--- START ---
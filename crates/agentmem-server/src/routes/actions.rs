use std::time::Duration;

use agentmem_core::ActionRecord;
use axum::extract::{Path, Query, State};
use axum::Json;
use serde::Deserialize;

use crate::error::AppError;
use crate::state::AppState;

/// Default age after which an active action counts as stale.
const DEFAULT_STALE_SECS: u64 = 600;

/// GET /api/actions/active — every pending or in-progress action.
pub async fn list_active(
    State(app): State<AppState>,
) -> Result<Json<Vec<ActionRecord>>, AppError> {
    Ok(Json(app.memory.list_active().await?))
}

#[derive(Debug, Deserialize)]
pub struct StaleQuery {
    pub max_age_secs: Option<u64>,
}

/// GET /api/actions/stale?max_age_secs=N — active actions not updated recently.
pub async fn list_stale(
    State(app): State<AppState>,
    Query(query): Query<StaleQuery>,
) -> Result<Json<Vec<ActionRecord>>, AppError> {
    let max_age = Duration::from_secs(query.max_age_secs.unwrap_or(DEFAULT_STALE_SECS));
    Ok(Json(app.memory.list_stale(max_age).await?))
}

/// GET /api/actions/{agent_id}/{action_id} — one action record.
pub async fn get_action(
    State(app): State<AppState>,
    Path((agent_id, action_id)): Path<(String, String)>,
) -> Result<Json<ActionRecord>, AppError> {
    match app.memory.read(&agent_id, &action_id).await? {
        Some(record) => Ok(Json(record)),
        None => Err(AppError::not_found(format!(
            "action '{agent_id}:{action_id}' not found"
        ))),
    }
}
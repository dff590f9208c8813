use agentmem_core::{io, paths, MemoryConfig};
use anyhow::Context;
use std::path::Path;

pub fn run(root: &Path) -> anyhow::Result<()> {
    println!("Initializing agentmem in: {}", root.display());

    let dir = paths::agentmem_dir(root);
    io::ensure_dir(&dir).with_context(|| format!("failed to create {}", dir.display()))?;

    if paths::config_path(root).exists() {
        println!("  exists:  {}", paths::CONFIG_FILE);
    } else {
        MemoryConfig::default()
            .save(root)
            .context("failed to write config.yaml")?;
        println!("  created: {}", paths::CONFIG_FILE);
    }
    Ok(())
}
--- END ---
--- START ---
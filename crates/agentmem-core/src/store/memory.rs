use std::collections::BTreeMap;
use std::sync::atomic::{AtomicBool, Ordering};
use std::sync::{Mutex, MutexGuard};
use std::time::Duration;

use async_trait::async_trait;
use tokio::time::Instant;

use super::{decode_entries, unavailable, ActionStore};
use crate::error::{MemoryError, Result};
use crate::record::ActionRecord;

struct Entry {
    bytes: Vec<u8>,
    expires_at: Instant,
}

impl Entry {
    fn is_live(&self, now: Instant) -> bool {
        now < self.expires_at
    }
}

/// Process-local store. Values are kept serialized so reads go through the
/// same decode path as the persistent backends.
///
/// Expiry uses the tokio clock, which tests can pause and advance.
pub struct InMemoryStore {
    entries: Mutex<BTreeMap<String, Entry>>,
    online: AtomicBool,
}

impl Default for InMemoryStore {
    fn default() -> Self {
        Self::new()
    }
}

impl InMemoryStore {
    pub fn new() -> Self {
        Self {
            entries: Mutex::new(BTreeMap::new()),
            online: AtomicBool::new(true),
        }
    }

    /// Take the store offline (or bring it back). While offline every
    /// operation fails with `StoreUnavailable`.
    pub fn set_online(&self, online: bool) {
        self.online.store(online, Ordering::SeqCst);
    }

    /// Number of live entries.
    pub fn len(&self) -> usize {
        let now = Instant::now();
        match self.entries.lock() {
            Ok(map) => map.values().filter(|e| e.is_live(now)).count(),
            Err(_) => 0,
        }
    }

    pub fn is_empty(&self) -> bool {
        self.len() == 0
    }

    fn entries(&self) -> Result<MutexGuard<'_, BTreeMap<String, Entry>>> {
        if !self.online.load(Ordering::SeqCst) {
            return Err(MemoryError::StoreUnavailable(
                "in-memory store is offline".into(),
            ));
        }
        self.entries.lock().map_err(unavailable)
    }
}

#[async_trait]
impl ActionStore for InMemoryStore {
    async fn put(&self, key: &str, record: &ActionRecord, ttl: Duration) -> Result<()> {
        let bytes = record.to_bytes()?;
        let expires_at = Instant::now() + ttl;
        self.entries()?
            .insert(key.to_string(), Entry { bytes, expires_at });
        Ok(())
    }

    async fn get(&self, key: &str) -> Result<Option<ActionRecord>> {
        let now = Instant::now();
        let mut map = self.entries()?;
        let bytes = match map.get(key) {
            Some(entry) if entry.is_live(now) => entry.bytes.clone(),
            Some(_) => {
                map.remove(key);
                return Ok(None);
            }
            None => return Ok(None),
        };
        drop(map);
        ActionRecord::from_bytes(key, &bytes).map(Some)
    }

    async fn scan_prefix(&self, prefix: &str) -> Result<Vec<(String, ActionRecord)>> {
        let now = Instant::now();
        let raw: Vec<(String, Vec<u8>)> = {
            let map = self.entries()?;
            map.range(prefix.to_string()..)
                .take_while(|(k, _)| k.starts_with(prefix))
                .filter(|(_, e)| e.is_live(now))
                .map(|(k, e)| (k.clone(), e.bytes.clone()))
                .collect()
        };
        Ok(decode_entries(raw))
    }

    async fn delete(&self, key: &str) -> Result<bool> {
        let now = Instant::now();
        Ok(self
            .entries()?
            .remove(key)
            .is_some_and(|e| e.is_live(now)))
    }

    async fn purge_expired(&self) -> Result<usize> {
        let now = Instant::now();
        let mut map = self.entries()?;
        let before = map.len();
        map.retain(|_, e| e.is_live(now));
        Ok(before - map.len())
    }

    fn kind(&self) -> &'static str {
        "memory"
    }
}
--- END ---
Scan the records above for the string "which", then report every line that contains it.

• [Result below]
/// Default age after which an active action counts as stale.
/// Expiry uses the tokio clock, which tests can pause and advance.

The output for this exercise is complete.